Dengan sejenak menilik kembali keadaan umum masa itu, kita dapat menjelaskan dasar keputusan dan perlawanan al-Husain, penghulu para syahid, terhadap kekuasaan Muawiyah. Masa-masa paling hitam dan getir yang dijalani keluarga Nabi SAW dan para pengikutnya sepanjang sejarah umat Islam ialah selama dua puluh tahun pemerintahan anak-anak Umayyah.
Segera setelah merebut kekhilafahan Islam dengan segala cara dan menjadi penguasa negeri-negeri Islam yang luas, Muawiyah menghimpun kekuatan besar untuk memperkukuh kekuasaannya dan menumpas habis Ahlulbait Nabi SAW. Penumpasan yang tidak sekedar genocide tetapi hingga diusahakan agar nama-nama dan citra mereka tidak lagi membekas dalam ruang ingatan dan ruas lidah umat Islam.
Dalam rangka itu, Muawiyah merekrut sekelompok sahabat Nabi SAW yang disegani dan dipercaya kalangan luas kaum Muslimin dari berbagai penjuru serta diajak bekerja sama untuk merancang hadis-hadis palsu yang menguntungkan kaum sahabat dan merugikan Ahlulbait Nabi SAW. Tak pelak lagi, ia pun memerintahkan supaya mimbar-mimbar di seluruh pelosok negeri Islam mencaci-maki dan melaknat Ali bin Abi Thalib layaknya sebuah kewajiban agama.
Melalui pembantu-pembantunya seperti Ziyad bin Ubay, Samurah bin Jundub, dan Bisr bin Arthaah, Muawiyah tak segan-segan mengakhiri hidup para pengikut Ahlulbait Nabi di mana pun mereka ditemukan. Hal itu ia usahakan dengan berbagai cara: mengumbar janji, menyuap, menipu, memaksa, dan mengancam sejauh yang mungkin ia lakukan.
Sudah barang tentu, masyarakat Muslim, dalam suasana dan lingkungan seburuk itu, sangat benci menyebut nama Ali dan keluarganya. Dipihak lain, orang-orang yang menyimpan kecintaan kepada Ahlulbait dalam nadi dan hati sudi memutuskan segenap hubungan dengan mereka ketimbang mendapatkan ancaman serius yang mengintai jiwa, harta dan kehormatan diri mereka.

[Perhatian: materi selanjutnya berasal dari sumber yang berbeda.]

//! Device capability inspection.
//!
//! [`inspect`] is a pure read. It runs at the start of every operation;
//! nothing it returns is cached across invocations.

use serde::{Deserialize, Serialize};
use tracing::{info, instrument, warn};

use flowsteer_common::{Feature, NicError, NicResult};

use crate::context::DeviceContext;
use crate::error::{FlowsteerError, FlowsteerResult};
use crate::result::{Warning, WarningKind};

/// Capability snapshot of one interface.
#[derive(Debug, Clone, PartialEq, Eq, Serialize, Deserialize)]
pub struct InterfaceInfo {
    pub name: String,
    pub driver: String,
    /// Receive queue count; `None` when the driver does not report it.
    pub queue_count: Option<u32>,
    pub ntuple_supported: bool,
    pub ntuple_enabled: bool,
    pub sriov_supported: bool,
    pub max_vfs: u32,
}

impl InterfaceInfo {
    /// Non-fatal conditions worth reporting to the caller.
    pub fn warnings(&self) -> Vec<Warning> {
        let mut warnings = Vec::new();
        if self.queue_count.is_none() {
            warnings.push(Warning::new(
                WarningKind::QueueCountUnknown,
                format!(
                    "{} does not report its queue count; queue index not validated",
                    self.name
                ),
            ));
        }
        if !self.ntuple_supported {
            warnings.push(Warning::new(
                WarningKind::CapabilityUnsupported,
                format!("{} does not advertise ntuple filters", self.name),
            ));
        }
        warnings
    }
}

/// Treats "unsupported" replies as absent information.
fn optional<T>(result: NicResult<Option<T>>) -> FlowsteerResult<Option<T>> {
    match result {
        Ok(v) => Ok(v),
        Err(NicError::Unsupported { .. }) => Ok(None),
        Err(e) => Err(FlowsteerError::from_device(e)),
    }
}

/// Fails with `DeviceNotFound` unless `ctx.interface` exists.
pub async fn ensure_present(ctx: &DeviceContext<'_>) -> FlowsteerResult<()> {
    let exists = ctx
        .nic
        .interface_exists(ctx.interface)
        .await
        .map_err(FlowsteerError::from_device)?;
    if !exists {
        return Err(FlowsteerError::DeviceNotFound {
            interface: ctx.interface.to_string(),
        });
    }
    Ok(())
}

/// Reads the capability snapshot of `ctx.interface`.
#[instrument(skip(ctx), fields(interface = %ctx.interface))]
pub async fn inspect(ctx: &DeviceContext<'_>) -> FlowsteerResult<InterfaceInfo> {
    let iface = ctx.interface;
    ensure_present(ctx).await?;

    let driver = ctx
        .nic
        .driver_info(iface)
        .await
        .map_err(FlowsteerError::from_device)?;
    let queue_count = optional(ctx.nic.queue_count(iface).await)?;
    let ntuple = optional(ctx.nic.feature(iface, Feature::Ntuple).await)?;
    let total_vfs = optional(ctx.nic.sriov_total_vfs(iface).await)?;

    let info = InterfaceInfo {
        name: iface.to_string(),
        driver: driver.driver,
        queue_count,
        ntuple_supported: ntuple.map(|f| f.supported()).unwrap_or(false),
        ntuple_enabled: ntuple.map(|f| f.enabled).unwrap_or(false),
        sriov_supported: total_vfs.unwrap_or(0) > 0,
        max_vfs: total_vfs.unwrap_or(0),
    };

    for w in info.warnings() {
        warn!(kind = ?w.kind, "{}", w.message);
    }
    info!(
        driver = %info.driver,
        queues = ?info.queue_count,
        ntuple = info.ntuple_supported,
        max_vfs = info.max_vfs,
        "Inspected interface"
    );
    Ok(info)
}
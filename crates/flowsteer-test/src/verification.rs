//! Verification helpers for testing reconciliation
//!
//! Assertion helpers over the rule table a [`MockNic`] currently reports.

use flowsteer_common::{AppliedRuleTable, Protocol};
use thiserror::Error;

use crate::MockNic;

/// Verification error types
#[derive(Error, Debug, PartialEq, Eq)]
pub enum VerificationError {
    #[error("Expected rule for UDP/{port} -> queue {queue}, found none")]
    RuleMissing { port: u16, queue: u32 },

    #[error("UDP/{port} has {count} rules, expected one")]
    DuplicateRule { port: u16, count: usize },

    #[error("Unexpected rule for UDP/{port} (queue {queue})")]
    UnexpectedRule { port: u16, queue: u32 },

    #[error("Expected {expected} rules, found {actual}")]
    RuleCountMismatch { expected: usize, actual: usize },
}

/// Result type for verification operations
pub type VerifyResult<T> = Result<T, VerificationError>;

/// Rule table verifier
#[derive(Debug)]
pub struct RuleTableVerifier {
    table: AppliedRuleTable,
}

impl RuleTableVerifier {
    /// Snapshots the device's current rule table.
    pub fn new(nic: &MockNic) -> Self {
        Self {
            table: nic.list_rules_now(),
        }
    }

    fn udp_queues(&self, port: u16) -> Vec<u32> {
        self.table
            .iter()
            .filter_map(|r| r.rule)
            .filter(|r| r.protocol == Protocol::Udp && r.dest_port == port)
            .map(|r| r.queue())
            .collect()
    }

    /// Exactly one rule steers `port` to `queue`.
    pub fn assert_rule(&self, port: u16, queue: u32) -> VerifyResult<()> {
        let queues = self.udp_queues(port);
        match queues.as_slice() {
            [q] if *q == queue => Ok(()),
            [] => Err(VerificationError::RuleMissing { port, queue }),
            [q] => Err(VerificationError::UnexpectedRule { port, queue: *q }),
            _ => Err(VerificationError::DuplicateRule {
                port,
                count: queues.len(),
            }),
        }
    }

    /// Every port in `start..=end` has exactly one rule to `queue`.
    pub fn assert_range(&self, start: u16, end: u16, queue: u32) -> VerifyResult<()> {
        (start..=end).try_for_each(|p| self.assert_rule(p, queue))
    }

    /// No UDP rule exists for any port in `start..=end`.
    pub fn assert_no_rules_in(&self, start: u16, end: u16) -> VerifyResult<()> {
        for port in start..=end {
            if let Some(queue) = self.udp_queues(port).first() {
                return Err(VerificationError::UnexpectedRule {
                    port,
                    queue: *queue,
                });
            }
        }
        Ok(())
    }

    /// The table holds `expected` rules, foreign ones included.
    pub fn assert_count(&self, expected: usize) -> VerifyResult<()> {
        if self.table.len() != expected {
            return Err(VerificationError::RuleCountMismatch {
                expected,
                actual: self.table.len(),
            });
        }
        Ok(())
    }
}
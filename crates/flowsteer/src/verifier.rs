//! Post-apply verification.
//!
//! Always re-reads the device: a driver accepting `ethtool -N` does not
//! mean the rule is active, some hardware silently caps the effective
//! rule count.

use std::collections::{BTreeSet, HashMap};

use tracing::{info, instrument, warn};

use flowsteer_common::AppliedRuleTable;

use crate::context::DeviceContext;
use crate::error::{FlowsteerError, FlowsteerResult};
use crate::planner::{KeySpace, RuleSet};
use crate::result::VerificationVerdict;

/// Compares a rule table against the desired set.
///
/// `missing` holds desired ports without a rule to the right queue;
/// `unexpected` holds owned ports that carry a rule they should not (wrong
/// queue, not desired, or duplicated).
pub fn compare(desired: &RuleSet, table: &AppliedRuleTable, owned: &KeySpace) -> VerificationVerdict {
    let mut seen: HashMap<u16, usize> = HashMap::new();
    let mut unexpected = BTreeSet::new();

    for rule in table.iter().filter_map(|r| r.rule) {
        let key = rule.key();
        if !owned.contains(&key) && !desired.contains_key(&key) {
            continue;
        }
        match desired.get(&key) {
            Some(d) if d.queue() == rule.queue() => {
                let n = seen.entry(key.dest_port).or_insert(0);
                *n += 1;
                if *n > 1 {
                    unexpected.insert(key.dest_port);
                }
            }
            _ => {
                unexpected.insert(key.dest_port);
            }
        }
    }

    let missing: Vec<u16> = desired
        .iter()
        .map(|r| r.dest_port)
        .filter(|p| !seen.contains_key(p))
        .collect();

    if missing.is_empty() && unexpected.is_empty() {
        VerificationVerdict::Match
    } else {
        VerificationVerdict::Mismatch {
            missing,
            unexpected: unexpected.into_iter().collect(),
        }
    }
}

/// Re-reads the device rule table and compares it against `desired`.
#[instrument(skip_all, fields(interface = %ctx.interface))]
pub async fn verify(
    ctx: &DeviceContext<'_>,
    desired: &RuleSet,
    owned: &KeySpace,
) -> FlowsteerResult<VerificationVerdict> {
    let table = ctx
        .nic
        .list_rules(ctx.interface)
        .await
        .map_err(FlowsteerError::from_device)?;
    let verdict = compare(desired, &table, owned);
    match &verdict {
        VerificationVerdict::Match => info!(rules = desired.len(), "Verification matched"),
        VerificationVerdict::Mismatch {
            missing,
            unexpected,
        } => warn!(
            missing = missing.len(),
            unexpected = unexpected.len(),
            "Verification mismatch"
        ),
    }
    Ok(verdict)
}
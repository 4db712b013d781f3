//! Runtime configuration.
//!
//! Loaded from an optional YAML file; every field has a default so an
//! empty file (or no file) is valid. Command-line flags override the file.
//!
//! ```yaml
//! tools:
//!   ethtool: /usr/sbin/ethtool
//! lock_dir: /run/flowsteer
//! add_policy: fail_fast
//! vf_poll:
//!   attempts: 10
//!   initial_backoff_ms: 100
//!   max_backoff_ms: 2000
//! tuning:
//!   combined_channels: 4
//!   rx_usecs: 0
//!   adaptive_rx: false
//! ```

use std::path::{Path, PathBuf};
use std::time::Duration;

use serde::{Deserialize, Serialize};

use flowsteer_common::{shell, Coalesce, ToolPaths};

use crate::error::{FlowsteerError, FlowsteerResult};

/// What to do when the device rejects a rule addition.
#[derive(Debug, Clone, Copy, Default, PartialEq, Eq, Serialize, Deserialize)]
#[serde(rename_all = "snake_case")]
pub enum AddPolicy {
    /// Stop at the first rejection; remaining ports are reported failed.
    #[default]
    FailFast,
    /// Attempt every port regardless of earlier rejections.
    BestEffort,
}

/// External tool locations.
#[derive(Debug, Clone, PartialEq, Eq, Serialize, Deserialize)]
#[serde(default)]
pub struct ToolsConfig {
    pub ethtool: String,
    pub ip: String,
    pub tc: String,
    pub sysfs_root: PathBuf,
}

impl Default for ToolsConfig {
    fn default() -> Self {
        Self {
            ethtool: shell::ETHTOOL_CMD.to_string(),
            ip: shell::IP_CMD.to_string(),
            tc: shell::TC_CMD.to_string(),
            sysfs_root: PathBuf::from("/sys"),
        }
    }
}

impl From<&ToolsConfig> for ToolPaths {
    fn from(t: &ToolsConfig) -> Self {
        ToolPaths {
            ethtool: t.ethtool.clone(),
            ip: t.ip.clone(),
            tc: t.tc.clone(),
            sysfs_root: t.sysfs_root.clone(),
        }
    }
}

/// Bounded backoff used while waiting for VF interfaces to appear.
#[derive(Debug, Clone, Copy, PartialEq, Eq, Serialize, Deserialize)]
#[serde(default)]
pub struct VfPollConfig {
    pub attempts: u32,
    pub initial_backoff_ms: u64,
    pub max_backoff_ms: u64,
}

impl Default for VfPollConfig {
    fn default() -> Self {
        Self {
            attempts: 10,
            initial_backoff_ms: 100,
            max_backoff_ms: 2000,
        }
    }
}

impl VfPollConfig {
    /// Delay before poll `attempt` (0-based): doubles from the initial
    /// backoff, capped at the maximum.
    pub fn backoff(&self, attempt: u32) -> Duration {
        let factor = 1u64.checked_shl(attempt.min(32)).unwrap_or(u64::MAX);
        let ms = self
            .initial_backoff_ms
            .saturating_mul(factor)
            .min(self.max_backoff_ms);
        Duration::from_millis(ms)
    }
}

/// Queue/interrupt tuning passed through to the driver verbatim.
#[derive(Debug, Clone, Copy, Default, PartialEq, Eq, Serialize, Deserialize)]
#[serde(default)]
pub struct TuningConfig {
    pub combined_channels: Option<u32>,
    pub rx_ring: Option<u32>,
    pub rx_usecs: Option<u32>,
    pub adaptive_rx: Option<bool>,
}

impl TuningConfig {
    pub fn coalesce(&self) -> Coalesce {
        Coalesce {
            rx_usecs: self.rx_usecs,
            adaptive_rx: self.adaptive_rx,
        }
    }

    pub fn is_empty(&self) -> bool {
        self.combined_channels.is_none() && self.rx_ring.is_none() && self.coalesce().is_empty()
    }
}

/// Top-level configuration.
#[derive(Debug, Clone, PartialEq, Eq, Serialize, Deserialize)]
#[serde(default)]
pub struct FlowsteerConfig {
    pub tools: ToolsConfig,
    /// Directory for per-interface lock files.
    pub lock_dir: PathBuf,
    /// Directory for per-interface ownership ledgers.
    pub state_dir: PathBuf,
    pub add_policy: AddPolicy,
    pub vf_poll: VfPollConfig,
    pub tuning: TuningConfig,
}

impl Default for FlowsteerConfig {
    fn default() -> Self {
        Self {
            tools: ToolsConfig::default(),
            lock_dir: PathBuf::from("/run/flowsteer"),
            state_dir: PathBuf::from("/var/lib/flowsteer"),
            add_policy: AddPolicy::default(),
            vf_poll: VfPollConfig::default(),
            tuning: TuningConfig::default(),
        }
    }
}

impl FlowsteerConfig {
    /// Parses configuration from YAML text.
    pub fn from_yaml(text: &str) -> FlowsteerResult<Self> {
        if text.trim().is_empty() {
            return Ok(Self::default());
        }
        let config: Self =
            serde_yaml::from_str(text).map_err(|e| FlowsteerError::Config(e.to_string()))?;
        config.validate()?;
        Ok(config)
    }

    /// Loads configuration from a YAML file.
    pub fn load(path: &Path) -> FlowsteerResult<Self> {
        let text = std::fs::read_to_string(path)
            .map_err(|e| FlowsteerError::Config(format!("{}: {}", path.display(), e)))?;
        Self::from_yaml(&text)
    }

    pub fn validate(&self) -> FlowsteerResult<()> {
        if self.vf_poll.attempts == 0 {
            return Err(FlowsteerError::Config(
                "vf_poll.attempts must be at least 1".to_string(),
            ));
        }
        if self.vf_poll.initial_backoff_ms > self.vf_poll.max_backoff_ms {
            return Err(FlowsteerError::Config(format!(
                "vf_poll.initial_backoff_ms ({}) exceeds max_backoff_ms ({})",
                self.vf_poll.initial_backoff_ms, self.vf_poll.max_backoff_ms
            )));
        }
        if self.tuning.combined_channels == Some(0) {
            return Err(FlowsteerError::Config(
                "tuning.combined_channels must be at least 1".to_string(),
            ));
        }
        Ok(())
    }
}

Kenyataan dibalik itu semua bisa dibongkar dari hal berikut, yakni bahwa imamah (kepemimpinan Ilahi) al-Husain berlangsung selama kurang lebih sepuluh tahun, kurun waktu yang -kecuali beberapa bulan terakhir -semasa dengan kekuasan Muawiyah. Selama kurun waktu tersebut, ironisnya tidak ada satu hadis pun yang berkaitan dengan masalah-masalah hukum fikih Islam yang pernah dinukil dan direferensikan kepada al-Husain selaku juru bicara hukum-hukum dan ajaran-ajaran Islam. Maksudnya, kita tidak menemukan satu hadis pun yang pernah diriwayatkan masyarakat dari al-Husain sebagai bukti kepercayaan mereka kepada beliau, bukan hadis yang diriwayatkan oleh keluarga beliau sendiri, seperti oleh para imam yang datang setelah beliau.
Hal di atas ini cukup untuk menyingkap bahwa pintu-pintu rumah Ahlulbait Nabi SAW, pada masa itu, sudah disegel dan kepercayaan masyarakat kepada mereka turun sampai titik nol.

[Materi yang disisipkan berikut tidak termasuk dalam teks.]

#[async_trait]
impl NicControl for LinuxNic {
    async fn interface_exists(&self, iface: &str) -> NicResult<bool> {
        let dir = self.net_dir(iface);
        tokio::fs::try_exists(&dir)
            .await
            .map_err(|e| NicError::io(dir, e))
    }

    #[instrument(skip(self))]
    async fn driver_info(&self, iface: &str) -> NicResult<DriverInfo> {
        let cmd = self.ethtool("-i", iface);
        let out = self.ethtool_checked(iface, &cmd, "driver info").await?;
        ethtool::parse_driver_info(&out)
    }

    #[instrument(skip(self))]
    async fn queue_count(&self, iface: &str) -> NicResult<Option<u32>> {
        let cmd = self.ethtool("-l", iface);
        match self.ethtool_checked(iface, &cmd, "channel query").await {
            Ok(out) => {
                if let Some(n) = ethtool::parse_channels(&out)?.current.rx_queues() {
                    return Ok(Some(n));
                }
            }
            Err(NicError::Unsupported { .. }) => {
                debug!("ethtool -l unsupported on {}, falling back to sysfs", iface);
            }
            Err(e) => return Err(e),
        }
        self.queue_count_from_sysfs(iface).await
    }

    #[instrument(skip(self))]
    async fn feature(&self, iface: &str, feature: Feature) -> NicResult<Option<FeatureState>> {
        let cmd = self.ethtool("-k", iface);
        let out = self.ethtool_checked(iface, &cmd, "feature query").await?;
        Ok(ethtool::parse_feature(&out, feature.ethtool_name()))
    }

    #[instrument(skip(self))]
    async fn set_feature(&self, iface: &str, feature: Feature, enabled: bool) -> NicResult<()> {
        let cmd = format!(
            "{} {} {}",
            self.ethtool("-K", iface),
            feature.ethtool_short_name(),
            if enabled { "on" } else { "off" }
        );
        self.ethtool_checked(iface, &cmd, feature.ethtool_short_name())
            .await
            .map(|_| ())
    }

    #[instrument(skip(self))]
    async fn list_rules(&self, iface: &str) -> NicResult<AppliedRuleTable> {
        let cmd = self.ethtool("-n", iface);
        let out = self.ethtool_checked(iface, &cmd, "rule listing").await?;
        Ok(ethtool::parse_rule_listing(&out)?.table)
    }

    #[instrument(skip(self), fields(port = rule.dest_port, queue = rule.queue()))]
    async fn add_rule(&self, iface: &str, rule: &FlowRule) -> NicResult<u32> {
        let cmd = format!(
            "{} flow-type {} dst-port {} action {}",
            self.ethtool("-N", iface),
            rule.protocol.flow_type(),
            rule.dest_port,
            rule.queue()
        );
        let result = shell::exec(&cmd).await?;
        if !result.success() {
            if let Some(e) = Self::device_failure(iface, &result) {
                return Err(e);
            }
            let output = result.combined_output();
            return Err(NicError::RuleRejected {
                interface: iface.to_string(),
                kind: ethtool::classify_rejection(&output),
                message: output,
            });
        }
        if let Some(id) = ethtool::parse_added_rule_id(&result.combined_output()) {
            return Ok(id);
        }

        // Older ethtool prints nothing on success; find the rule instead.
        let table = self.list_rules(iface).await?;
        let listed = table
            .iter()
            .find(|r| r.rule.as_ref() == Some(rule))
            .map(|r| r.id);
        listed.ok_or_else(|| {
            NicError::parse(
                "ethtool -N output",
                format!("rule {} accepted but not listed", rule),
            )
        })
    }

    #[instrument(skip(self))]
    async fn delete_rule(&self, iface: &str, rule_id: u32) -> NicResult<()> {
        let cmd = format!("{} delete {}", self.ethtool("-N", iface), rule_id);
        let result = shell::exec(&cmd).await?;
        if result.success() {
            return Ok(());
        }
        if let Some(e) = Self::device_failure(iface, &result) {
            return Err(e);
        }
        Err(NicError::DeleteFailed {
            interface: iface.to_string(),
            rule_id,
            message: result.combined_output(),
        })
    }

    async fn sriov_total_vfs(&self, iface: &str) -> NicResult<Option<u32>> {
        Self::read_u32_attr(&self.device_attr(iface, "sriov_totalvfs")).await
    }

    async fn sriov_num_vfs(&self, iface: &str) -> NicResult<u32> {
        Ok(Self::read_u32_attr(&self.device_attr(iface, "sriov_numvfs"))
            .await?
            .unwrap_or(0))
    }

    #[instrument(skip(self))]
    async fn set_sriov_num_vfs(&self, iface: &str, count: u32) -> NicResult<()> {
        let path = self.device_attr(iface, "sriov_numvfs");
        tokio::fs::write(&path, format!("{count}\n"))
            .await
            .map_err(|e| NicError::io(path, e))
    }

    async fn vf_interface_names(&self, iface: &str, vf_index: u32) -> NicResult<Vec<String>> {
        let dir = self.device_attr(iface, &format!("virtfn{vf_index}/net"));
        let mut entries = match tokio::fs::read_dir(&dir).await {
            Ok(e) => e,
            Err(e) if e.kind() == std::io::ErrorKind::NotFound => return Ok(Vec::new()),
            Err(e) => return Err(NicError::io(dir, e)),
        };
        let mut names = Vec::new();
        while let Some(entry) = entries.next_entry().await.map_err(|e| NicError::io(&dir, e))? {
            names.push(entry.file_name().to_string_lossy().into_owned());
        }
        names.sort();
        Ok(names)
    }

    #[instrument(skip(self))]
    async fn set_link_up(&self, name: &str) -> NicResult<()> {
        let cmd = format!("{} link set dev {} up", self.paths.ip, shellquote(name));
        shell::exec_checked(&cmd).await.map(|_| ())
    }

    #[instrument(skip(self))]
    async fn set_vf_mirror(&self, iface: &str, src: &str, dst: &str) -> NicResult<()> {
        let qdisc = format!("{} qdisc add dev {} clsact", self.paths.tc, shellquote(src));
        let result = shell::exec(&qdisc).await?;
        if !result.success() && !result.combined_output().contains("File exists") {
            return Err(result.failure());
        }

        let filter = format!(
            "{} filter add dev {} ingress matchall skip_sw action mirred egress mirror dev {}",
            self.paths.tc,
            shellquote(src),
            shellquote(dst)
        );
        let result = shell::exec(&filter).await?;
        if result.success() {
            return Ok(());
        }
        if result.missing_tool().is_none() && ethtool::is_unsupported(&result.combined_output()) {
            return Err(NicError::unsupported(
                iface,
                format!("hardware mirror {src} -> {dst}"),
            ));
        }
        Err(result.failure())
    }

    async fn combined_channels(&self, iface: &str) -> NicResult<Option<u32>> {
        let cmd = self.ethtool("-l", iface);
        let out = self.ethtool_checked(iface, &cmd, "channel query").await?;
        let combined = ethtool::parse_channels(&out)?.current.combined;
        Ok((combined > 0).then_some(combined))
    }

    async fn rx_ring(&self, iface: &str) -> NicResult<Option<u32>> {
        let cmd = self.ethtool("-g", iface);
        let out = self.ethtool_checked(iface, &cmd, "ring query").await?;
        ethtool::parse_rx_ring(&out)
    }

    async fn coalesce(&self, iface: &str) -> NicResult<Coalesce> {
        let cmd = self.ethtool("-c", iface);
        let out = self.ethtool_checked(iface, &cmd, "coalesce query").await?;
        ethtool::parse_coalesce(&out)
    }

    #[instrument(skip(self))]
    async fn set_combined_channels(&self, iface: &str, count: u32) -> NicResult<()> {
        let cmd = format!("{} combined {}", self.ethtool("-L", iface), count);
        self.ethtool_checked(iface, &cmd, "set channels")
            .await
            .map(|_| ())
    }

    #[instrument(skip(self))]
    async fn set_rx_ring(&self, iface: &str, entries: u32) -> NicResult<()> {
        let cmd = format!("{} rx {}", self.ethtool("-G", iface), entries);
        self.ethtool_checked(iface, &cmd, "set ring").await.map(|_| ())
    }

    #[instrument(skip(self))]
    async fn set_coalesce(&self, iface: &str, coalesce: &Coalesce) -> NicResult<()> {
        if coalesce.is_empty() {
            return Ok(());
        }
        let mut cmd = self.ethtool("-C", iface);
        if let Some(adaptive) = coalesce.adaptive_rx {
            cmd.push_str(if adaptive {
                " adaptive-rx on"
            } else {
                " adaptive-rx off"
            });
        }
        if let Some(usecs) = coalesce.rx_usecs {
            cmd.push_str(&format!(" rx-usecs {usecs}"));
        }
        self.ethtool_checked(iface, &cmd, "set coalesce")
            .await
            .map(|_| ())
    }
}

#[cfg(test)]
mod tests {
    use super::*;
    use std::fs;

    fn fake_sysfs() -> (tempfile::TempDir, LinuxNic) {
        let dir = tempfile::tempdir().unwrap();
        let dev = dir.path().join("class/net/enp3s0f0/device");
        fs::create_dir_all(dev.join("virtfn0/net/enp3s0f0v0")).unwrap();
        fs::create_dir_all(dev.join("virtfn1/net")).unwrap();
        fs::create_dir_all(dir.path().join("class/net/enp3s0f0/queues/rx-0")).unwrap();
        fs::create_dir_all(dir.path().join("class/net/enp3s0f0/queues/rx-1")).unwrap();
        fs::create_dir_all(dir.path().join("class/net/enp3s0f0/queues/tx-0")).unwrap();
        fs::write(dev.join("sriov_totalvfs"), "8\n").unwrap();
        fs::write(dev.join("sriov_numvfs"), "2\n").unwrap();

        let nic = LinuxNic::new(ToolPaths {
            sysfs_root: dir.path().to_path_buf(),
            ..Default::default()
        });
        (dir, nic)
    }

    #[tokio::test]
    async fn test_interface_exists() {
        let (_dir, nic) = fake_sysfs();
        assert!(nic.interface_exists("enp3s0f0").await.unwrap());
        assert!(!nic.interface_exists("eth9").await.unwrap());
    }

    #[tokio::test]
    async fn test_sriov_attrs() {
        let (_dir, nic) = fake_sysfs();
        assert_eq!(nic.sriov_total_vfs("enp3s0f0").await.unwrap(), Some(8));
        assert_eq!(nic.sriov_num_vfs("enp3s0f0").await.unwrap(), 2);

        nic.set_sriov_num_vfs("enp3s0f0", 0).await.unwrap();
        assert_eq!(nic.sriov_num_vfs("enp3s0f0").await.unwrap(), 0);
    }

    #[tokio::test]
    async fn test_sriov_absent() {
        let (dir, nic) = fake_sysfs();
        fs::create_dir_all(dir.path().join("class/net/lo")).unwrap();
        assert_eq!(nic.sriov_total_vfs("lo").await.unwrap(), None);
        assert_eq!(nic.sriov_num_vfs("lo").await.unwrap(), 0);
    }

    #[tokio::test]
    async fn test_vf_interface_names() {
        let (_dir, nic) = fake_sysfs();
        assert_eq!(
            nic.vf_interface_names("enp3s0f0", 0).await.unwrap(),
            vec!["enp3s0f0v0".to_string()]
        );
        assert!(nic.vf_interface_names("enp3s0f0", 1).await.unwrap().is_empty());
        assert!(nic.vf_interface_names("enp3s0f0", 5).await.unwrap().is_empty());
    }

    /// A missing ethtool aborts the run instead of failing one rule.
    #[tokio::test]
    async fn test_missing_tool_is_fatal_for_rule_changes() {
        let nic = LinuxNic::new(ToolPaths {
            ethtool: "/nonexistent/ethtool".to_string(),
            ..Default::default()
        });
        let add = nic.add_rule("eth0", &FlowRule::udp(8000, 0)).await.unwrap_err();
        assert!(matches!(add, NicError::ShellExec { .. }));
        assert!(add.is_fatal());
        let delete = nic.delete_rule("eth0", 7).await.unwrap_err();
        assert!(matches!(delete, NicError::ShellExec { .. }));
        assert!(delete.is_fatal());
    }

    /// Older ethtool prints no rule id; the id comes from the listing.
    #[tokio::test]
    async fn test_add_rule_finds_id_in_listing() {
        let dir = tempfile::tempdir().unwrap();
        let script = dir.path().join("ethtool.sh");
        fs::write(
            &script,
            "case \"$1\" in\n\
             -N) exit 0 ;;\n\
             -n) printf 'Filter: 5\\n\\tRule Type: UDP over IPv4\\n\\tDest port: 8000 mask: 0x0\\n\\tAction: Direct to queue 2\\n' ;;\n\
             esac\n",
        )
        .unwrap();
        let nic = LinuxNic::new(ToolPaths {
            ethtool: format!("/bin/sh {}", script.display()),
            ..Default::default()
        });

        assert_eq!(nic.add_rule("eth0", &FlowRule::udp(8000, 2)).await.unwrap(), 5);
        assert!(matches!(
            nic.add_rule("eth0", &FlowRule::udp(8001, 2)).await,
            Err(NicError::Parse { .. })
        ));
    }

    #[tokio::test]
    async fn test_queue_count_from_sysfs() {
        let (_dir, nic) = fake_sysfs();
        assert_eq!(nic.queue_count_from_sysfs("enp3s0f0").await.unwrap(), Some(2));
        assert_eq!(nic.queue_count_from_sysfs("eth9").await.unwrap(), None);
    }
}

Keadaan mencekik dan tekanan yang terus dipaksakan dalam lingkungan Muslim tidak mengizinkan al-Husain untuk melanjutkan kebangkitannya melawan Muawiyah. Ketika itu, perlawanan apa pun akan menjadi sia-sia karena hal-hal sebagai berikut.
Pertama, Muawiyah telah mengambil baiat (pengakuan) dari al-Husain. Adanya baiat ini membuat orang tidak siap bergerak bersama beliau.
Kedua, Muawiyah sendiri meyakinkan dirinya di hadapan umat Islam sebagai salah satu sahabat besar Nabi SAW, penulis wahyu, dan pembantu kepercayaan tiga Khulafaur Rasyidin (Abu Bakar, Umar, dan Usman). Lebih dari sekadar itu, ia mengatasnamakan khaal al-mu’minin (paman umat Islam) sebagai sebuah gelar suci untuk dirinya.
Ketiga, dengan trik-triknya yang khas, Muawiyah amat bisa membunuh al-Husain lewat tangan orang-orangnya untuk kemudian tampil bersih sebagai penuntut darah al-Husain dan mengadakan majelis-majelis duka cita untuk al-Husain.
Pada masa hidup al-Husain, Muawiyah sedemikian rupa memperlakukan kehidupan saudara al-Husain ini sehingga tidak lagi menyisakan sedikit pun keamanan di dalam kehidupan pribadinya. Pada akhirnya, tatkala meminta umat Islam untuk membaiat anaknya, Yazid, Muawiyah pun meracuni Imam Hasan lewat tangan istri beliau dan al-Hasan pun wafat sebagai syahid.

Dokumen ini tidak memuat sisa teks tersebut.